On January 14, 2014 the First District Appellate Court issued its Rule 23 Order in Scepurek v. Board of Trustees of the Northbrook Firefighters’ Pension Fund. The Pension Board denied the plaintiff’s application for a line of duty disability pension. The trial court affirmed the Pension Board’s decision. The First District Appellate Court reversed and held the plaintiff was entitled to a line of duty disability pension.
The plaintiff alleged that he suffered a disabling back injury while performing CPR. The plaintiff alleged that the act of duty, in part, exacerbated the plaintiff’s pre-existing back conditions. The Pension Board rejected the plaintiff’s argument. The Appellate Court held that the Pension Board’s decision was against the manifest weight of the evidence. First, the Appellate Court noted that “a disability may result from multiple causes” and that the plaintiff only has to prove that the act of duty “is a causative factor contributing to the claimant’s disability.” The Appellate Court held that the record did not contain any evidence to support the Pension Board’s decision. “[A]ll physicians, including the Board’s own independent medical evaluators, concluded that the [act of duty] at least, in part, contributed to plaintiff’s permanent disability.” The Appellate Court concluded that the Board was “totally unrealistic in its finding” and that dismissing the act of duty as a causative factor “defied common sense.”

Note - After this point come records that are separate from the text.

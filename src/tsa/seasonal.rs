use ndarray::Array2;

/// Seasonal indicator regressors, one column per season except the last.
///
/// `first_period` is the season of row 0 (taken modulo `n_seasons`), so
/// column `i` is `1` at rows `r` with `(r + first_period) mod n_seasons == i`.
/// With `centered` every entry is shifted by `-1 / n_seasons`, making the
/// columns orthogonal to a constant.
/// `n_seasons == 0` gives a `len_endog x 0` matrix.
pub fn seasonal_dummies(n_seasons: usize, len_endog: usize, first_period: usize, centered: bool) -> Array2<f64> {
  if n_seasons == 0 {
    return Array2::zeros((len_endog, 0));
  }

  let first = first_period % n_seasons;
  let mut out = Array2::<f64>::zeros((len_endog, n_seasons - 1));
  for r in 0..len_endog {
    let season = (r + first) % n_seasons;
    if season < n_seasons - 1 {
      out[[r, season]] = 1.0;
    }
  }

  if centered {
    out -= 1.0 / n_seasons as f64;
  }
  out
}

#[cfg(test)]
mod tests {
  use approx::assert_abs_diff_eq;
  use ndarray::array;
  use ndarray::Axis;

  use super::*;

  #[test]
  fn quarterly_dummies_cycle() {
    let d = seasonal_dummies(4, 8, 0, false);
    assert_eq!(d.dim(), (8, 3));
    let expected = array![[1.0, 0.0, 0.0], [0.0, 1.0, 0.0], [0.0, 0.0, 1.0], [0.0, 0.0, 0.0]];
    assert_eq!(d.slice(ndarray::s![..4, ..]), expected);
    assert_eq!(d.slice(ndarray::s![4.., ..]), expected);
  }

  #[test]
  fn first_period_shifts_the_cycle() {
    let d = seasonal_dummies(4, 4, 1, false);
    assert_eq!(
      d,
      array![[0.0, 1.0, 0.0], [0.0, 0.0, 1.0], [0.0, 0.0, 0.0], [1.0, 0.0, 0.0]]
    );
    assert_eq!(seasonal_dummies(4, 4, 5, false), d);
  }

  #[test]
  fn zero_seasons_is_empty() {
    let d = seasonal_dummies(0, 5, 0, true);
    assert_eq!(d.dim(), (5, 0));
  }

  #[test]
  fn single_season_has_no_columns() {
    assert_eq!(seasonal_dummies(1, 3, 0, false).dim(), (3, 0));
  }

  #[test]
  fn centered_columns_sum_to_zero_over_full_cycles() {
    let d = seasonal_dummies(12, 36, 3, true);
    for s in d.sum_axis(Axis(0)).iter() {
      assert_abs_diff_eq!(*s, 0.0, epsilon = 1e-12);
    }
    assert_abs_diff_eq!(d[[0, 0]], -1.0 / 12.0, epsilon = 1e-15);
  }
}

This is another case where a pension board rejects the medical opinions based on a finding that the applicant is not creditable. The Appellate Court noted that there was no evidence in the record that the plaintiff was malingering. The Appellate Court also noted that the Pension Board’s observation that the plaintiff did not have trouble sitting through the disability hearing went to the issue of “disability” and not the issue of “causation.” The Appellate Court concluded the Pension Board “substituted its lay assumptions and engaged in conjecture.” Finally, the Appellate Court held that while credibility determinations are generally within the province of the Board, “the Board cannot piecemeal tear apart a plaintiff’s credibility one one issue while finding him credible on all other issues when plaintiff’s statements are supported by documentary evidence and are found credible by all medical evidence in the case.”